Zig - Typecast Documentation

The official Zig library for the Typecast API. Convert text to lifelike speech using AI-powered voices. Pure Zig implementation — no C dependencies. Uses only std.http.Client and std.json from the Zig standard library.

Source Code

Typecast Zig SDK Source Code

Package

Zig Package (via zig fetch)

Installation

Add the dependency using zig fetch:

zig fetch --save "https://github.com/neosapience/typecast-sdk/archive/refs/tags/typecast-zig/v0.2.7.tar.gz"

Latest registered version: typecast-zig/v0.2.7 in the SDK Git tags.

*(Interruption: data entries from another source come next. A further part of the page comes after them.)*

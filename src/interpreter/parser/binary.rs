use crate::{
    ast::{BinaryOperator, Expr},
    interpreter::{
        lexer::Token,
        parser::{
            core::{ParseResult, TokenStream},
            unary::{parse_primary, parse_unary},
        },
    },
};

/// Parses addition and subtraction expressions.
///
/// Handles left-associative binary operators: `+` and `-`.
///
/// The rule is: `additive := multiplicative (("+" | "-") multiplicative)*`
pub fn parse_additive(tokens: &mut TokenStream<'_>) -> ParseResult<Expr> {
    let mut left = parse_multiplicative(tokens)?;
    while let Some((token, column)) = tokens.peek()
          && let Some(op) = token_to_binary_operator(token)
          && matches!(op, BinaryOperator::Add | BinaryOperator::Sub)
    {
        tokens.next();
        let right = parse_multiplicative(tokens)?;
        left = Expr::BinaryOp { left: Box::new(left),
                                op,
                                right: Box::new(right),
                                column: *column };
    }
    Ok(left)
}

/// Parses multiplication-level expressions.
///
/// Handles left-associative operators: `*`, `/`, `//` and `%`.
///
/// The rule is: `multiplicative := unary (("*" | "/" | "//" | "%") unary)*`
pub fn parse_multiplicative(tokens: &mut TokenStream<'_>) -> ParseResult<Expr> {
    let mut left = parse_unary(tokens)?;
    while let Some((token, column)) = tokens.peek()
          && let Some(op) = token_to_binary_operator(token)
          && matches!(op,
                      BinaryOperator::Mul
                      | BinaryOperator::Div
                      | BinaryOperator::FloorDiv
                      | BinaryOperator::Mod)
    {
        tokens.next();
        let right = parse_unary(tokens)?;
        left = Expr::BinaryOp { left: Box::new(left),
                                op,
                                right: Box::new(right),
                                column: *column };
    }
    Ok(left)
}

/// Parses exponentiation expressions.
///
/// The base is a primary, so a sign in front of it belongs to the enclosing
/// unary level: `-2 ** 2` is `-(2 ** 2)`. The exponent is a full unary
/// expression, which makes `**` right-associative (`2 ** 3 ** 2` is
/// `2 ** (3 ** 2)`) and allows signed exponents (`2 ** -1`).
///
/// The rule is: `power := primary ("**" unary)?`
pub fn parse_power(tokens: &mut TokenStream<'_>) -> ParseResult<Expr> {
    let base = parse_primary(tokens)?;

    let Some((Token::DoubleStar, column)) = tokens.peek() else {
        return Ok(base);
    };
    tokens.next();

    tokens.descend(*column)?;
    let exponent = parse_unary(tokens)?;
    tokens.ascend();

    Ok(Expr::BinaryOp { left:   Box::new(base),
                        op:     BinaryOperator::Pow,
                        right:  Box::new(exponent),
                        column: *column, })
}

/// Maps a token to its corresponding binary operator.
///
/// Returns `None` for every token that is not one of `+ - * / // % **`.
///
/// # Example
/// ```
/// use reckon::{
///     ast::BinaryOperator,
///     interpreter::{lexer::Token, parser::binary::token_to_binary_operator},
/// };
///
/// assert_eq!(token_to_binary_operator(&Token::DoubleSlash),
///            Some(BinaryOperator::FloorDiv));
/// assert_eq!(token_to_binary_operator(&Token::LParen), None);
/// ```
#[must_use]
pub const fn token_to_binary_operator(token: &Token) -> Option<BinaryOperator> {
    match token {
        Token::Plus => Some(BinaryOperator::Add),
        Token::Minus => Some(BinaryOperator::Sub),
        Token::Star => Some(BinaryOperator::Mul),
        Token::Slash => Some(BinaryOperator::Div),
        Token::DoubleSlash => Some(BinaryOperator::FloorDiv),
        Token::Percent => Some(BinaryOperator::Mod),
        Token::DoubleStar => Some(BinaryOperator::Pow),
        _ => None,
    }
}
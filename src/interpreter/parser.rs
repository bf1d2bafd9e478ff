/// Parser entry points and the token stream.
///
/// Tokenizes the source, drives the descent from the lowest precedence level
/// and enforces that nothing follows a complete expression.
pub mod core;

/// Binary operator parsing.
///
/// Implements the additive, multiplicative and exponent precedence levels.
pub mod binary;

/// Unary and primary parsing.
///
/// Handles prefix signs, numeric literals, parenthesised groups and the
/// rejection of every non-arithmetic construct.
pub mod unary;

pub use self::core::{DEFAULT_MAX_DEPTH, parse, parse_with_limit};
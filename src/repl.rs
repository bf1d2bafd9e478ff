/// Printed once when an interactive session starts.
pub const BANNER: &str = "Simple calculator REPL. Type 'quit' or 'exit' to leave.";

/// What a line typed into the calculator asks for.
#[derive(Debug, Clone, Copy, PartialEq, Eq)]
pub enum Line<'a> {
    /// Nothing but whitespace; ignored.
    Empty,
    /// `quit` or `exit`, in any case.
    Quit,
    /// Anything else, trimmed, to be evaluated.
    Expression(&'a str),
}

/// Classifies one input line.
///
/// # Example
/// ```
/// use reckon::repl::{Line, classify_line};
///
/// assert_eq!(classify_line("  QUIT "), Line::Quit);
/// assert_eq!(classify_line(" 1 + 2\n"), Line::Expression("1 + 2"));
/// ```
#[must_use]
pub fn classify_line(line: &str) -> Line<'_> {
    let line = line.trim();
    if line.is_empty() {
        Line::Empty
    } else if line.eq_ignore_ascii_case("quit") || line.eq_ignore_ascii_case("exit") {
        Line::Quit
    } else {
        Line::Expression(line)
    }
}

#[cfg(test)]
mod tests {
    use super::*;

    #[test]
    fn blank_lines_are_skipped() {
        assert_eq!(classify_line(""), Line::Empty);
        assert_eq!(classify_line("   "), Line::Empty);
        assert_eq!(classify_line("\t\r\n"), Line::Empty);
    }

    #[test]
    fn quit_words_are_case_insensitive() {
        assert_eq!(classify_line("quit"), Line::Quit);
        assert_eq!(classify_line("  QUIT "), Line::Quit);
        assert_eq!(classify_line("Exit"), Line::Quit);
        assert_eq!(classify_line("quit now"), Line::Expression("quit now"));
    }
}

Then add the import in your build.zig:

const typecast_dep = b.dependency("typecast_zig", .{
    .target = target,
    .optimize = optimize,
});
exe.root_module.addImport("typecast", typecast_dep.module("typecast"));

Quick Start

const std = @import("std");
const typecast = @import("typecast");

pub fn main() !void {
    var gpa = std.heap.GeneralPurposeAllocator(.{}){};
    defer _ = gpa.deinit();
    const allocator = gpa.allocator();

    // Initialize client (reads TYPECAST_API_KEY from environment)
    var client = typecast.Client.init(allocator, .{
        .api_key = std.posix.getenv("TYPECAST_API_KEY") orelse return error.MissingApiKey,
    });
    defer client.deinit();

    // Convert text to speech
    const response = try client.textToSpeech(.{
        .voice_id = "tc_672c5f5ce59fac2a48faeaee", // Find voice IDs at https://typecast.ai/developers/api/voices
        .text = "Hello there! I'm your friendly text-to-speech agent.",
        .model = .ssfm_v30,
    });
    defer allocator.free(response.audio_data);

    // Save audio file
    const file = try std.fs.cwd().createFile("output.wav", .{});
    defer file.close();
    try file.writeAll(response.audio_data);

    std.debug.print("Saved {d} bytes, duration: {d:.1}s\n", .{
        response.audio_data.len, response.duration,
    });
}

Features

The Typecast Zig SDK provides powerful features for text-to-speech conversion:

Multiple Voice Models: Support for ssfm-v30 (latest) and ssfm-v21 AI voice models
Multi-language Support: 37 languages including English, Korean, Spanish, Japanese, Chinese, and more
Emotion Control: Preset emotions (normal, happy, sad, angry, whisper, toneup, tonedown) or smart context-aware inference
Audio Customization: Control loudness (LUFS -70 to 0), pitch (-12 to +12 semitones), tempo (0.5x to 2.0x), and format (WAV/MP3)
Voice Discovery: V2 Voices API with filtering by model, gender, age, and use cases
Instant Voice Cloning: Upload a WAV/MP3 sample and create a custom voice ID
Timestamp TTS: Word- and character-level alignment data for subtitles, karaoke, and lip-sync
Pure Zig: Zero external dependencies, uses only the standard library
Streaming: Real-time chunked audio delivery for low-latency playback via callback
Explicit Memory Management: Caller-supplied allocator with clear ownership semantics

Voice Recommendations

Use recommendVoices when you know the desired style but not the exact voice_id.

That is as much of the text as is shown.